Last week when I went, I submitted some old poetry I'd done. I had to explain a few poems, because it hadn't come completely across.
"Well, it's just about wanting to keep a part of someone until they come back, just hold a piece of them, no matter how small. Or even if it's just their shadow, as long as it's them."
"Now Astra! See? Why didn't you just say that?"
"Uhhh, erm.... I thought I did?"
We tossed and turned a bit over the subject. Apparently I completely skew over what I'm feeling and hide it too much, without giving the audience some grounding. I get too lost in my metaphors and similes. I told them, "Well, I suppose it's because I blog, and I'm hyper aware of my audience. I don't want anyone to figure out who it's about." There was a huge 'Aha!' moment around the table. See, I would have never really noticed that if I didn't have the group. It's because I don't write my blogs in some little word document. I pretty much write it straight into this little box, either here, myspace, or xanga. My writing is pretty stream of conscious, and then I edit it to death then hit publish. It's my ritual. I rarely think about what I'm going to write for too long. I just get a thought, or a feeling I want to share, and push it out. That's what I do.

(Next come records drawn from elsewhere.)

//! Error codes shared across the curve SDK.

use core::fmt;

/// Result type alias that carries [`ErrorCode`] failures.
pub type Result<T> = std::result::Result<T, ErrorCode>;

/// Unified error taxonomy for reading, quoting and building trades.
#[derive(Debug, Clone, Copy, PartialEq, Eq)]
#[repr(u16)]
pub enum ErrorCode {
    /// Token was never registered on this curve (zero mint returned).
    TokenNotFound = 1001,
    /// Curve is complete; trading moved to the external AMM pool.
    CurveGraduated = 1002,
    /// Zero amount or otherwise unusable numeric input.
    InvalidInput = 2001,
    /// Address is malformed or the zero address.
    InvalidAddress = 2002,
    /// Virtual reserves are zero, no price exists.
    EmptyReserves = 2003,
    /// Quote arithmetic produced a negative or reserve-exceeding output.
    InvalidQuote = 2101,
    /// Quoted output is below the caller's floor.
    SlippageExceeded = 3001,
    /// JSON-RPC transport failure; safe to retry.
    RpcFailure = 4001,
    /// Return data did not decode against the curve ABI.
    DecodeFailure = 4002,
}

impl ErrorCode {
    /// Numeric representation associated with the error.
    pub fn code(self) -> u16 {
        self as u16
    }

    /// Message suitable for surfacing to an end user.
    pub fn reason(self) -> &'static str {
        match self {
            Self::TokenNotFound => "token not tracked by curve",
            Self::CurveGraduated => "curve graduated; trade via external AMM",
            Self::InvalidInput => "amount must be greater than zero",
            Self::InvalidAddress => "invalid token address",
            Self::EmptyReserves => "curve has no virtual reserves",
            Self::InvalidQuote => "quote out of reserve bounds",
            Self::SlippageExceeded => "slippage exceeded",
            Self::RpcFailure => "rpc request failed",
            Self::DecodeFailure => "curve contract returned undecodable data",
        }
    }

    /// Only transport failures are worth retrying unchanged.
    pub fn is_retryable(self) -> bool {
        matches!(self, Self::RpcFailure)
    }

    /// Expected outcomes a caller should present as a declined trade rather than a fault.
    pub fn is_rejection(self) -> bool {
        matches!(
            self,
            Self::TokenNotFound | Self::CurveGraduated | Self::SlippageExceeded
        )
    }
}

impl fmt::Display for ErrorCode {
    fn fmt(&self, f: &mut fmt::Formatter<'_>) -> fmt::Result {
        write!(f, "{} ({self:?} {})", self.reason(), self.code())
    }
}

impl std::error::Error for ErrorCode {}
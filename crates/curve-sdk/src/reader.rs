//! Reserve reader: one `bondingCurve(token)` view call per request.

use std::str::FromStr;

use alloy_primitives::Address;
use log::debug;

use crate::{
    contracts::BondingCurveClient,
    error::{ErrorCode, Result},
    state::BondingCurveState,
    transport::EvmViewTransport,
};

/// Parses a 0x-prefixed account address, rejecting the zero address.
pub fn parse_token_address(value: &str) -> Result<Address> {
    let address = Address::from_str(value.trim()).map_err(|_| ErrorCode::InvalidAddress)?;
    if address.is_zero() {
        return Err(ErrorCode::InvalidAddress);
    }
    Ok(address)
}

#[derive(Clone)]
pub struct ReserveReader<T: EvmViewTransport> {
    client: BondingCurveClient<T>,
}

impl<T: EvmViewTransport> ReserveReader<T> {
    pub fn new(curve: Address, transport: T) -> Self {
        Self {
            client: BondingCurveClient::new(curve, transport),
        }
    }

    pub fn client(&self) -> &BondingCurveClient<T> {
        &self.client
    }

    /// Current curve state for `token`, or `None` when the curve never registered it.
    ///
    /// Nothing is cached; concurrent callers each observe whatever the chain
    /// returned to them.
    pub async fn get_bonding_curve_state(
        &self,
        token: Address,
    ) -> Result<Option<BondingCurveState>> {
        if token.is_zero() {
            return Err(ErrorCode::InvalidAddress);
        }
        let state = self.client.bonding_curve(token).await?;
        if !state.is_tracked() {
            debug!("token {token} not tracked by curve {}", self.client.address());
            return Ok(None);
        }
        debug!(
            "curve state {token}: vT={} vE={} complete={}",
            state.virtual_token_reserves, state.virtual_eth_reserves, state.complete
        );
        Ok(Some(state))
    }
}

#[cfg(test)]
mod tests {
    use super::*;
    use crate::tests::{encode_state, sample_state, MockTransport, CURVE, TOKEN};

    #[test]
    fn parses_and_validates_addresses() {
        assert_eq!(
            parse_token_address(" 0x2222222222222222222222222222222222222222 "),
            Ok(TOKEN)
        );
        assert_eq!(
            parse_token_address("0x0000000000000000000000000000000000000000"),
            Err(ErrorCode::InvalidAddress)
        );
        assert_eq!(parse_token_address("0x1234"), Err(ErrorCode::InvalidAddress));
        assert_eq!(parse_token_address("creator-coin"), Err(ErrorCode::InvalidAddress));
    }

    #[tokio::test]
    async fn returns_decoded_state() {
        let transport = MockTransport::with_view_response(encode_state(&sample_state()));
        let reader = ReserveReader::new(CURVE, transport.clone());
        let state = reader.get_bonding_curve_state(TOKEN).await.unwrap();
        assert_eq!(state, Some(sample_state()));

        let calls = transport.view_calls();
        assert_eq!(calls.len(), 1);
        assert_eq!(calls[0].to, CURVE);
    }

    #[tokio::test]
    async fn zero_mint_is_not_found() {
        let mut state = sample_state();
        state.token_mint = Address::ZERO;
        let transport = MockTransport::with_view_response(encode_state(&state));
        let reader = ReserveReader::new(CURVE, transport);
        assert_eq!(reader.get_bonding_curve_state(TOKEN).await, Ok(None));
    }

    #[tokio::test]
    async fn distinguishes_rpc_and_decode_failures() {
        let transport = MockTransport::default();
        transport.fail_next_view();
        let reader = ReserveReader::new(CURVE, transport.clone());
        let err = reader.get_bonding_curve_state(TOKEN).await.unwrap_err();
        assert_eq!(err, ErrorCode::RpcFailure);
        assert!(err.is_retryable());

        transport.set_view_response(vec![0u8; 7].into());
        let err = reader.get_bonding_curve_state(TOKEN).await.unwrap_err();
        assert_eq!(err, ErrorCode::DecodeFailure);
        assert!(!err.is_retryable());
    }

    #[tokio::test]
    async fn zero_token_skips_rpc() {
        let transport = MockTransport::default();
        let reader = ReserveReader::new(CURVE, transport.clone());
        assert_eq!(
            reader.get_bonding_curve_state(Address::ZERO).await,
            Err(ErrorCode::InvalidAddress)
        );
        assert!(transport.view_calls().is_empty());
    }
}
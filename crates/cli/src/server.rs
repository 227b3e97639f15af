//! HTTP surface over the trade builder.
//!
//! Amounts travel as decimal wei strings. The server holds no keys: trade
//! endpoints answer with an unsigned transaction request.

use std::sync::Arc;

use alloy_primitives::U256;
use axum::{
    extract::{Path, State},
    http::StatusCode,
    response::{IntoResponse, Response},
    routing::{get, post},
    Json, Router,
};
use curve_sdk::{
    parse_token_address, BuyArgs, ErrorCode, EvmViewTransport, SellArgs, TradeBuilder,
    TradeRequest,
};
use log::{error, info, warn};
use serde::{Deserialize, Serialize};
use serde_json::json;

type Engine<T> = Arc<TradeBuilder<T>>;

pub fn router<T>(builder: Engine<T>) -> Router
where
    T: EvmViewTransport + 'static,
{
    Router::new()
        .route("/price/:token", get(price::<T>))
        .route("/trade/buy", post(trade_buy::<T>))
        .route("/trade/sell", post(trade_sell::<T>))
        .with_state(builder)
}

#[derive(Debug, Deserialize)]
#[serde(rename_all = "camelCase")]
pub struct BuyBody {
    pub token_address: String,
    pub eth_amount: String,
    pub min_tokens_out: Option<String>,
}

#[derive(Debug, Deserialize)]
#[serde(rename_all = "camelCase")]
pub struct SellBody {
    pub token_address: String,
    pub token_amount: String,
    pub min_eth_out: Option<String>,
}

#[derive(Debug, Serialize)]
#[serde(rename_all = "camelCase")]
pub struct TransactionRequestBody {
    pub to: String,
    pub data: String,
    pub value: String,
    pub gas: u64,
    pub min_out: String,
    pub quoted_out: String,
}

impl From<&TradeRequest> for TransactionRequestBody {
    fn from(value: &TradeRequest) -> Self {
        Self {
            to: value.to.to_string(),
            data: value.data.to_string(),
            value: value.value.to_string(),
            gas: value.gas,
            min_out: value.min_out.to_string(),
            quoted_out: value.quoted_out.to_string(),
        }
    }
}

struct ApiError(ErrorCode);

impl From<ErrorCode> for ApiError {
    fn from(value: ErrorCode) -> Self {
        Self(value)
    }
}

impl IntoResponse for ApiError {
    fn into_response(self) -> Response {
        let code = self.0;
        let status = match code {
            ErrorCode::TokenNotFound => StatusCode::NOT_FOUND,
            _ if code.is_rejection() => StatusCode::CONFLICT,
            ErrorCode::InvalidInput
            | ErrorCode::InvalidAddress
            | ErrorCode::EmptyReserves => StatusCode::BAD_REQUEST,
            _ if code.is_retryable() => StatusCode::BAD_GATEWAY,
            _ => StatusCode::INTERNAL_SERVER_ERROR,
        };
        if code.is_rejection() {
            info!("trade declined: {code}");
        } else if code.is_retryable() {
            warn!("upstream rpc failure: {code}");
        } else if status.is_server_error() {
            error!("request failed: {code}");
        }
        let body = json!({
            "success": false,
            "error": code.reason(),
            "code": code.code(),
            "retryable": code.is_retryable(),
            "rejected": code.is_rejection(),
        });
        (status, Json(body)).into_response()
    }
}

fn amount(value: &str) -> Result<U256, ApiError> {
    U256::from_str_radix(value.trim(), 10).map_err(|_| ApiError(ErrorCode::InvalidInput))
}

fn optional_amount(value: Option<&str>) -> Result<Option<U256>, ApiError> {
    value.map(amount).transpose()
}

async fn price<T: EvmViewTransport + 'static>(
    State(builder): State<Engine<T>>,
    Path(token): Path<String>,
) -> Result<Json<serde_json::Value>, ApiError> {
    let token = parse_token_address(&token)?;
    let (_, metrics) = builder.price(token).await?;
    Ok(Json(json!({
        "price": metrics.price,
        "marketCap": metrics.market_cap,
        "volume24h": metrics.volume_proxy,
        "bondingProgress": metrics.bonding_progress,
        "defaultSellSlippageBps": builder.default_sell_slippage_bps(),
    })))
}

async fn trade_buy<T: EvmViewTransport + 'static>(
    State(builder): State<Engine<T>>,
    Json(body): Json<BuyBody>,
) -> Result<Json<serde_json::Value>, ApiError> {
    let args = BuyArgs {
        token: parse_token_address(&body.token_address)?,
        eth_in: amount(&body.eth_amount)?,
        min_tokens_out: optional_amount(body.min_tokens_out.as_deref())?,
    };
    let request = builder.build_buy(args).await?;
    Ok(Json(json!({
        "success": true,
        "transactionRequest": TransactionRequestBody::from(&request),
    })))
}

async fn trade_sell<T: EvmViewTransport + 'static>(
    State(builder): State<Engine<T>>,
    Json(body): Json<SellBody>,
) -> Result<Json<serde_json::Value>, ApiError> {
    let args = SellArgs {
        token: parse_token_address(&body.token_address)?,
        token_in: amount(&body.token_amount)?,
        min_eth_out: optional_amount(body.min_eth_out.as_deref())?,
    };
    let request = builder.build_sell(args).await?;
    Ok(Json(json!({
        "success": true,
        "ethReceived": request.quoted_out.to_string(),
        "txHash": null,
        "transactionRequest": TransactionRequestBody::from(&request),
    })))
}
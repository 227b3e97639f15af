pub mod common;
pub mod quote;
pub mod serve;
pub mod trade;
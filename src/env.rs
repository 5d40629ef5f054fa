use std::collections::{BTreeMap, HashMap};
use std::env as stdenv;
use std::ops::Deref;

/// Two-tier variable store shared by the expander and the executor.
///
/// The environment contains:
/// - `global`: a snapshot of the variables the process inherited. Never written after
///   construction.
/// - `local`: session-scoped variables set by the user. They shadow `global`.
///
/// [`Environment::set`] always writes `local`, [`Environment::unset`] only removes from
/// `local`, so after an unset a lookup falls through to the inherited value again.
#[derive(Debug, Clone, Default)]
pub struct Environment {
    global: HashMap<String, String>,
    local: HashMap<String, String>,
}

impl Environment {
    /// Capture the current process variables as the global tier.
    pub fn new() -> Self {
        Self::from_globals(stdenv::vars())
    }

    /// Build an environment whose global tier is exactly `vars`.
    pub fn from_globals<I, K, V>(vars: I) -> Self
    where
        I: IntoIterator<Item = (K, V)>,
        K: Into<String>,
        V: Into<String>,
    {
        Self {
            global: vars.into_iter().map(|(k, v)| (k.into(), v.into())).collect(),
            local: HashMap::new(),
        }
    }

    /// Look a variable up, local tier first.
    pub fn get(&self, name: &str) -> Option<&str> {
        self.local
            .get(name)
            .or_else(|| self.global.get(name))
            .map(String::as_str)
    }

    pub fn set(&mut self, name: impl Into<String>, value: impl Into<String>) {
        self.local.insert(name.into(), value.into());
    }

    /// Remove a session variable. Inherited variables are left untouched.
    pub fn unset(&mut self, name: &str) {
        self.local.remove(name);
    }

    pub fn get_local(&self, name: &str) -> Option<&str> {
        self.local.get(name).map(String::as_str)
    }

    pub fn has_local(&self, name: &str) -> bool {
        self.local.contains_key(name)
    }

    pub fn has_global(&self, name: &str) -> bool {
        self.global.contains_key(name)
    }

    pub fn clear_local(&mut self) {
        self.local.clear();
    }

    /// Session variables sorted by name.
    pub fn locals(&self) -> Vec<(&str, &str)> {
        let mut out: Vec<_> = self
            .local
            .iter()
            .map(|(k, v)| (k.as_str(), v.as_str()))
            .collect();
        out.sort_unstable();
        out
    }

    /// Merged view handed to builtins and child processes. Local wins.
    pub fn vars(&self) -> HashMap<String, String> {
        let mut all = self.global.clone();
        all.extend(self.local.iter().map(|(k, v)| (k.clone(), v.clone())));
        all
    }

    /// Merged view as `KEY=VALUE` strings, ordered by key.
    pub fn get_all(&self) -> Vec<String> {
        let merged: BTreeMap<&str, &str> = self
            .global
            .iter()
            .chain(self.local.iter())
            .map(|(k, v)| (k.as_str(), v.as_str()))
            .collect();
        merged.into_iter().map(|(k, v)| format!("{k}={v}")).collect()
    }

    /// Open a scope whose assignments are undone when it is dropped.
    pub fn scope(&mut self) -> AssignmentScope<'_> {
        AssignmentScope {
            env: self,
            saved: Vec::new(),
        }
    }
}

/// What a name looked like before a scoped assignment overwrote it.
#[derive(Debug, Clone, PartialEq, Eq)]
enum Prior {
    Local(String),
    GlobalOnly,
    Absent,
}

/// Guard over an [`Environment`] that records the prior state of every name it sets
/// and restores them, newest first, when dropped.
///
/// Call [`AssignmentScope::persist`] to keep the assignments instead.
pub struct AssignmentScope<'e> {
    env: &'e mut Environment,
    saved: Vec<(String, Prior)>,
}

impl AssignmentScope<'_> {
    pub fn set(&mut self, name: &str, value: &str) {
        let prior = match self.env.get_local(name) {
            Some(old) => Prior::Local(old.to_string()),
            None if self.env.has_global(name) => Prior::GlobalOnly,
            None => Prior::Absent,
        };
        tracing::trace!(name, ?prior, "scoped assignment");
        self.saved.push((name.to_string(), prior));
        self.env.set(name, value);
    }

    /// Keep every assignment made through this scope.
    pub fn persist(mut self) {
        self.saved.clear();
    }
}

impl Deref for AssignmentScope<'_> {
    type Target = Environment;

    fn deref(&self) -> &Environment {
        self.env
    }
}

impl Drop for AssignmentScope<'_> {
    fn drop(&mut self) {
        while let Some((name, prior)) = self.saved.pop() {
            tracing::trace!(%name, ?prior, "restoring");
            match prior {
                Prior::Local(old) => self.env.set(name, old),
                Prior::GlobalOnly | Prior::Absent => self.env.unset(&name),
            }
        }
    }
}

#[cfg(test)]
mod tests {
    use super::*;

    fn env_with_home() -> Environment {
        Environment::from_globals([("HOME", "/home/user"), ("PATH", "/bin")])
    }

    #[test]
    fn test_local_shadows_global() {
        let mut env = env_with_home();
        assert_eq!(env.get("HOME"), Some("/home/user"));

        env.set("HOME", "/tmp");
        assert_eq!(env.get("HOME"), Some("/tmp"));
        assert!(env.has_global("HOME"));
        assert_eq!(env.get_local("HOME"), Some("/tmp"));
    }

    #[test]
    fn test_unset_falls_back_to_global() {
        let mut env = env_with_home();
        env.set("HOME", "/tmp");
        env.unset("HOME");
        assert_eq!(env.get("HOME"), Some("/home/user"));

        // unsetting an inherited variable is a no-op
        env.unset("PATH");
        assert_eq!(env.get("PATH"), Some("/bin"));
    }

    #[test]
    fn test_get_all_is_sorted_and_merged() {
        let mut env = env_with_home();
        env.set("PATH", "/usr/bin");
        env.set("A", "1");
        assert_eq!(
            env.get_all(),
            vec!["A=1", "HOME=/home/user", "PATH=/usr/bin"]
        );
        assert_eq!(env.vars().get("PATH").map(String::as_str), Some("/usr/bin"));
        assert_eq!(env.locals(), vec![("A", "1"), ("PATH", "/usr/bin")]);
    }

    #[test]
    fn test_scope_restores_every_prior_state() {
        let mut env = env_with_home();
        env.set("X", "old");
        {
            let mut scope = env.scope();
            scope.set("X", "new");
            scope.set("HOME", "/root");
            scope.set("FRESH", "1");
            assert_eq!(scope.get("X"), Some("new"));
            assert_eq!(scope.get("HOME"), Some("/root"));
        }
        assert_eq!(env.get_local("X"), Some("old"));
        assert!(!env.has_local("HOME"));
        assert_eq!(env.get("HOME"), Some("/home/user"));
        assert_eq!(env.get("FRESH"), None);
    }

    #[test]
    fn test_scope_repeated_name_restores_original() {
        let mut env = Environment::default();
        {
            let mut scope = env.scope();
            scope.set("A", "1");
            scope.set("A", "2");
        }
        assert_eq!(env.get("A"), None);
    }

    #[test]
    fn test_scope_persist_keeps_values() {
        let mut env = Environment::default();
        let mut scope = env.scope();
        scope.set("X", "5");
        scope.persist();
        assert_eq!(env.get("X"), Some("5"));
    }

    #[test]
    fn test_env_reads_from_process_env() {
        let env = Environment::new();
        assert!(env.get("PATH").is_some());
        assert!(env.locals().is_empty());
    }
}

I often wondered what the difference between me and a lot of other bloggers were like, since there's a lot who have just their internet posse and an alternative identity. I mean, I know I have an alt, but I don't hide it. My top people consist of my closest friends in my real life, and then another section for the people I love on the interweb :D
So I'm gonna try to be more... robust? Break the walls of my writing? Show a little more skin :) But not real skin. Ew. Okay, maybe that really, just not online.